In fairness, SQ4D isn’t a grandiose firm heralding the future of design with the kinds of buzzy "PR-chitecture" claims that dazzle by promising to "solve" the housing crisis; clearly, they aren’t interested in redefining form. Instead, the company wants to sell homes directly to buyers and lend its printing technology—a robotic trellis with a nozzel extruding layers of concrete—to developers, and, so far, it’s been used to manufacture suburban tract houses on the cheap. S4QD claims on its website that it can print homes using as little as $6,000-worth of material. The one in Islandia sold this year in July for $550,000, which, according to Redfin, is the average for the area. So much for passing savings on to the consumer.

SQ4D says it printed the 2,000-square-foot residence in 15 days.

SQ4D says it printed the 2,000-square-foot residence in 15 days.
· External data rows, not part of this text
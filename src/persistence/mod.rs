//! Key-value persistence
//!
//! Everything persisted is a JSON string under a `cheddar_` key:
//! - `cheddar_highscore`: single integer
//! - `cheddar_leaderboard`: up to 5 integers, descending
//! - `cheddar_settings`: player preferences
//!
//! LocalStorage backs this on the web; tests and the native build use
//! [`MemoryStore`].

use std::collections::HashMap;

use serde::Serialize;
use serde::de::DeserializeOwned;

use crate::error::StorageError;

#[cfg(target_arch = "wasm32")]
pub mod local_storage;

#[cfg(target_arch = "wasm32")]
pub use local_storage::LocalStorage;

pub const HIGH_SCORE_KEY: &str = "cheddar_highscore";
pub const LEADERBOARD_KEY: &str = "cheddar_leaderboard";
pub const SETTINGS_KEY: &str = "cheddar_settings";

/// String key-value storage
pub trait KeyValueStore {
    fn get(&self, key: &str) -> Option<String>;
    fn set(&mut self, key: &str, value: &str) -> Result<(), StorageError>;
}

/// Read and decode a JSON value. Missing or malformed data reads as `None`.
pub fn load_json<T: DeserializeOwned>(store: &impl KeyValueStore, key: &str) -> Option<T> {
    let raw = store.get(key)?;
    match serde_json::from_str(&raw) {
        Ok(value) => Some(value),
        Err(e) => {
            log::warn!("Ignoring malformed {}: {}", key, e);
            None
        }
    }
}

/// Encode and write a JSON value
pub fn save_json<T: Serialize>(
    store: &mut impl KeyValueStore,
    key: &str,
    value: &T,
) -> Result<(), StorageError> {
    let json = serde_json::to_string(value)?;
    store.set(key, &json)
}

/// In-memory store
#[derive(Debug, Clone, Default)]
pub struct MemoryStore {
    entries: HashMap<String, String>,
}

impl MemoryStore {
    pub fn new() -> Self {
        Self::default()
    }
}

impl KeyValueStore for MemoryStore {
    fn get(&self, key: &str) -> Option<String> {
        self.entries.get(key).cloned()
    }

    fn set(&mut self, key: &str, value: &str) -> Result<(), StorageError> {
        self.entries.insert(key.to_string(), value.to_string());
        Ok(())
    }
}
Unsurprisingly, the idea has yet to catch on at scale despite how inexpensive or simple the building tech seems to be. To date, SQ4D lists three projects on its website, all of which are limited to suburban New York. In spite of a play at familiarity with traditional-style homes, is the tech ultimately a non-starter for buyers wanting something they’re used to? There is something cold and strange about the Islandia home: The technology’s toothpaste-like texture doesn’t quite fit with the ultra-traditional architecture it’s paired with. It just feels—off. And maybe we never needed a robot to build us something we’re already pretty good at.
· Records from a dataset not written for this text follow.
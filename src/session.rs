//! Game session
//!
//! Owns the simulation and everything around it: input, frame timing, the
//! real-time spawner, scores, settings, audio and storage. Platform code only
//! forwards events here and asks for frames.

use glam::Vec2;
use rand::SeedableRng;
use rand_pcg::Pcg32;

use crate::audio::{AudioOut, Cue};
use crate::error::PurchaseError;
use crate::highscores::{HighScore, Leaderboard};
use crate::persistence::KeyValueStore;
use crate::platform::{FixedStep, InputState, Key};
use crate::settings::Settings;
use crate::sim::{self, GameEvent, GameState, ShopItem, Spawner};

/// One running game
pub struct Session<A: AudioOut, S: KeyValueStore> {
    state: GameState,
    rng: Pcg32,
    input: InputState,
    step: FixedStep,
    spawner: Spawner,
    leaderboard: Leaderboard,
    settings: Settings,
    audio: A,
    store: S,
}

impl<A: AudioOut, S: KeyValueStore> Session<A, S> {
    /// Build a session at the menu, reading scores and settings from `store`
    pub fn new(store: S, mut audio: A, width: f32, height: f32, seed: u64) -> Self {
        let settings = Settings::load(&store);
        let high_score = HighScore::load(&store);
        let leaderboard = Leaderboard::load(&store);
        audio.apply_settings(&settings);

        log::info!(
            "Session created (seed {}, high score {}, {} leaderboard entries)",
            seed,
            high_score,
            leaderboard.entries().len()
        );

        Self {
            state: GameState::new(width, height, high_score),
            rng: Pcg32::seed_from_u64(seed),
            input: InputState::new(),
            step: FixedStep::new(),
            spawner: Spawner::new(),
            leaderboard,
            settings,
            audio,
            store,
        }
    }

    pub fn state(&self) -> &GameState {
        &self.state
    }

    pub fn settings(&self) -> &Settings {
        &self.settings
    }

    pub fn leaderboard(&self) -> &Leaderboard {
        &self.leaderboard
    }

    pub fn audio(&self) -> &A {
        &self.audio
    }

    pub fn store(&self) -> &S {
        &self.store
    }

    /// Last known pointer position (arena coordinates)
    pub fn pointer(&self) -> Option<Vec2> {
        self.input.pointer()
    }

    pub fn key_down(&mut self, key: Key) {
        match key {
            Key::ToggleMusic => self.toggle_music(),
            Key::BuyHeart => self.buy_from_key(ShopItem::ExtraHeart),
            Key::BuyFire => self.buy_from_key(ShopItem::FasterFire),
            Key::CloseShop => self.close_shop(),
            _ => self.input.key_down(key),
        }
    }

    pub fn key_up(&mut self, key: Key) {
        self.input.key_up(key);
    }

    pub fn pointer_move(&mut self, pos: Vec2) {
        self.input.pointer_move(pos);
    }

    pub fn pointer_down(&mut self) {
        self.input.pointer_down();
    }

    /// Window lost focus: held keys will never see their keyup, and a running
    /// game pauses itself
    pub fn focus_lost(&mut self) {
        self.input.release_all();
        if self.state.is_simulating() {
            self.input.key_down(Key::Pause);
            log::info!("Auto-paused (focus lost)");
        }
    }

    pub fn resize(&mut self, width: f32, height: f32) {
        self.state.resize(width, height);
    }

    /// Advance by `dt` seconds of real time. Returns the ticks simulated.
    pub fn frame(&mut self, dt: f32) -> u32 {
        let steps = self.step.advance(dt);
        for _ in 0..steps {
            let input = self.input.snapshot();
            sim::tick(&mut self.state, &input, &mut self.rng);
            self.input.clear_edges();
            self.dispatch_events();
        }

        let elapsed_ms = (dt.clamp(0.0, 0.1) * 1000.0) as f64;
        self.spawner.advance(&mut self.state, elapsed_ms, &mut self.rng);
        self.dispatch_events();

        steps
    }

    /// Spend score in the open shop
    pub fn buy(&mut self, item: ShopItem) -> Result<(), PurchaseError> {
        let result = sim::purchase(&mut self.state, item);
        if let Err(e) = &result {
            log::debug!("Purchase of {} refused: {}", item.label(), e);
        }
        self.dispatch_events();
        result
    }

    pub fn close_shop(&mut self) {
        sim::close_shop(&mut self.state);
        self.dispatch_events();
    }

    /// Switch background track and remember the choice
    pub fn toggle_music(&mut self) {
        self.settings.music_track = self.settings.music_track.toggled();
        log::info!("Music track: {}", self.settings.music_track.label());
        if let Err(e) = self.settings.save(&mut self.store) {
            log::warn!("Failed to save settings: {}", e);
        }
        if self.state.is_simulating() {
            self.audio.play(self.settings.music_track.cue());
        }
    }

    fn buy_from_key(&mut self, item: ShopItem) {
        if self.state.shop.open {
            let _ = self.buy(item);
        }
    }

    fn dispatch_events(&mut self) {
        for event in self.state.drain_events() {
            match event {
                GameEvent::RunStarted => {
                    self.step.reset();
                    self.audio.play(self.settings.music_track.cue());
                }
                GameEvent::Resumed | GameEvent::ShopClosed => {
                    if self.state.is_simulating() {
                        self.audio.resume_music(self.settings.music_track);
                    }
                }
                GameEvent::Paused | GameEvent::ShopOpened => self.audio.pause_music(),
                GameEvent::PlayerHit { health } => {
                    log::debug!("Player hit, {} hearts left", health);
                    self.audio.play(Cue::Hit);
                }
                GameEvent::GameOver {
                    score,
                    new_high_score,
                } => self.finish_run(score, new_high_score),
                GameEvent::BossSpawned { health } => {
                    log::info!("Boss spawned with {} health", health);
                }
                GameEvent::BossDefeated => log::info!("Boss defeated"),
                GameEvent::DifficultyUp { level } => log::info!("Difficulty level {}", level),
                _ => {}
            }
        }
    }

    fn finish_run(&mut self, score: u64, new_high_score: bool) {
        self.audio.pause_music();
        self.audio.play(Cue::Lose);

        let rank = self.leaderboard.record(score);
        log::info!(
            "Run recorded: score {} (rank {:?}, new high score: {})",
            score,
            rank,
            new_high_score
        );

        if let Err(e) = self.leaderboard.save(&mut self.store) {
            log::warn!("Failed to save leaderboard: {}", e);
        }
        if new_high_score {
            if let Err(e) = HighScore::save(&mut self.store, self.state.high_score) {
                log::warn!("Failed to save high score: {}", e);
            }
        }
    }
}

#[cfg(test)]
mod tests {
    use super::*;
    use crate::audio::MusicTrack;
    use crate::consts::{SHOP_STEP, SIM_DT};
    use crate::persistence::MemoryStore;
    use crate::sim::{EnemyKind, GamePhase};

    #[derive(Debug, Clone, PartialEq)]
    enum Call {
        Play(Cue),
        Pause,
        Resume(MusicTrack),
    }

    #[derive(Debug, Default)]
    struct RecordingAudio {
        calls: Vec<Call>,
    }

    impl AudioOut for RecordingAudio {
        fn play(&mut self, cue: Cue) {
            self.calls.push(Call::Play(cue));
        }

        fn pause_music(&mut self) {
            self.calls.push(Call::Pause);
        }

        fn resume_music(&mut self, track: MusicTrack) {
            self.calls.push(Call::Resume(track));
        }

        fn apply_settings(&mut self, _settings: &Settings) {}
    }

    fn session() -> Session<RecordingAudio, MemoryStore> {
        Session::new(
            MemoryStore::new(),
            RecordingAudio::default(),
            1000.0,
            700.0,
            11,
        )
    }

    /// Press a key and run exactly one tick
    fn press(session: &mut Session<RecordingAudio, MemoryStore>, key: Key) {
        session.key_down(key);
        session.frame(SIM_DT);
        session.key_up(key);
    }

    #[test]
    fn test_start_plays_music() {
        let mut s = session();
        press(&mut s, Key::Start);
        assert_eq!(s.state().phase, GamePhase::Playing);
        assert_eq!(s.audio().calls, vec![Call::Play(Cue::Music1)]);
    }

    #[test]
    fn test_pause_and_resume_music() {
        let mut s = session();
        press(&mut s, Key::Start);
        press(&mut s, Key::Pause);
        assert!(s.state().paused);
        press(&mut s, Key::Pause);
        assert!(!s.state().paused);
        assert_eq!(
            s.audio().calls,
            vec![
                Call::Play(Cue::Music1),
                Call::Pause,
                Call::Resume(MusicTrack::One)
            ]
        );
    }

    #[test]
    fn test_game_over_records_scores() {
        let mut s = session();
        press(&mut s, Key::Start);

        s.state.score = 87.0;
        s.state.player.health = 1;
        let pos = s.state.player.pos;
        s.state.push_enemy(EnemyKind::Normal, pos, 0);
        s.frame(SIM_DT);

        assert_eq!(s.state().phase, GamePhase::GameOver);
        assert!(s.audio().calls.contains(&Call::Play(Cue::Hit)));
        assert!(s.audio().calls.ends_with(&[Call::Pause, Call::Play(Cue::Lose)]));
        assert_eq!(s.leaderboard().entries(), &[87]);

        // Both survive a reload from the same store
        assert_eq!(HighScore::load(s.store()), 87);
        assert_eq!(Leaderboard::load(s.store()).entries(), &[87]);
    }

    #[test]
    fn test_toggle_music_persists_choice() {
        let mut s = session();
        s.key_down(Key::ToggleMusic);
        assert_eq!(s.settings().music_track, MusicTrack::Two);
        // Not playing yet, so nothing starts
        assert!(s.audio().calls.is_empty());
        assert_eq!(Settings::load(s.store()).music_track, MusicTrack::Two);

        press(&mut s, Key::Start);
        assert_eq!(s.audio().calls, vec![Call::Play(Cue::Music2)]);
    }

    #[test]
    fn test_shop_keys() {
        let mut s = session();
        press(&mut s, Key::Start);
        s.state.score = SHOP_STEP as f64;
        s.frame(SIM_DT);
        assert!(s.state().shop.open);

        s.key_down(Key::BuyHeart);
        assert_eq!(s.state().player.max_health, 6);
        assert_eq!(s.state().displayed_score(), SHOP_STEP - 100);

        s.key_down(Key::BuyFire);
        assert_eq!(s.state().fire_delay_ms, 70);
        assert_eq!(
            s.buy(ShopItem::FasterFire),
            Err(PurchaseError::InsufficientScore {
                needed: 150,
                available: SHOP_STEP - 250
            })
        );

        s.key_down(Key::CloseShop);
        assert!(!s.state().shop.open);
        assert!(
            s.audio()
                .calls
                .ends_with(&[Call::Pause, Call::Resume(MusicTrack::One)])
        );
    }

    #[test]
    fn test_buy_keys_ignored_outside_shop() {
        let mut s = session();
        press(&mut s, Key::Start);
        s.state.score = 500.0;
        s.key_down(Key::BuyHeart);
        assert_eq!(s.state().player.max_health, 5);
        assert_eq!(s.state().displayed_score(), 500);
    }

    #[test]
    fn test_spawner_inert_at_menu() {
        let mut s = session();
        for _ in 0..120 {
            s.frame(0.05);
        }
        assert!(s.state().enemies.is_empty());
        assert_eq!(s.state().score, 0.0);
    }

    #[test]
    fn test_spawner_runs_while_playing() {
        let mut s = session();
        press(&mut s, Key::Start);
        for _ in 0..25 {
            s.frame(0.05);
        }
        assert!(!s.state().enemies.is_empty());
        assert!(s.state().score >= 0.5);
    }

    #[test]
    fn test_focus_lost_pauses() {
        let mut s = session();
        press(&mut s, Key::Start);
        s.key_down(Key::Left);
        s.focus_lost();
        s.frame(SIM_DT);
        assert!(s.state().paused);
        assert_eq!(s.input.movement(), Vec2::ZERO);
    }

    #[test]
    fn test_loads_existing_scores() {
        let mut store = MemoryStore::new();
        HighScore::save(&mut store, 300).unwrap();
        Leaderboard::from_scores([300, 120]).save(&mut store).unwrap();

        let s = Session::new(store, RecordingAudio::default(), 1000.0, 700.0, 1);
        assert_eq!(s.state().high_score, 300);
        assert_eq!(s.leaderboard().entries(), &[300, 120]);
    }
}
This mismatch has a clear precedent. Though more architecturally ambitious, the Lustron Corporation of the post-war era produced inexpensive, now-beloved-but-then-misunderstood kit houses made out of pressed metal that slid together quickly. Similar to SQ4D’s houses, the interior walls of the Lustron house were made of the same materials as the exterior. Paintings and decor could be affixed to its metal panels with magnets. It was a futuristic, forward-thinking design cloaked in the dressings of quotidian suburbia. The issue was, that context already had inexpensive alternatives like kit houses from Sears and Montgomery Ward. Lustron came up with a solution to a problem that had already been solved. It’s the same with SQ4D. We have been building suburban ranch houses for nigh 80 years. They are cheap to build and follow a similar guise of preassembly in that some are built in sections and put together on-site. The ones that aren’t are built from the ground up, often with an efficient system of construction— platform framing—that enables a home to rise in a matter of months. The results are expected and enjoyed by the general public. When they want a traditional suburban house, they want one that is, well, traditional.

The walls are left unfinished, except for wet areas.

The walls are left unfinished, except for wet areas.

That’s not to say that there isn’t a place for 3D-print houses. The most notable in my book are by Icon, an Austin, Texas, company that has used its tech to create affordable homes and a housing development, and is laying plans for a hotel and residences in desert outpost Marfa. Recently, it partnered with reputable architecture firm and fellow Lone Star Staters Lake|Flato to design and build a house they presented together at SXSW in 2022. It combines a tasteful, timber-driven design with the bold, textural curves offered by Icon’s 3D-printing in a way that is both architecturally successful and commercially viable.

Even if 3D-print houses win people over from an aesthetic standpoint, there’s the looming issue of sustainability. Concrete is coming under increasing scrutiny for its high embodied carbon, and while like-kind materials used in 3D-printing are said by the firms using them to be environmentally friendly, there’s little to suggest at this point in time that they are any less harmful to the planet. Maybe it’s the innovative building tech that will allow a set of buyers to look past concerns over sustainability. But are these forward-looking types the ones interested in olden typologies? Likely not.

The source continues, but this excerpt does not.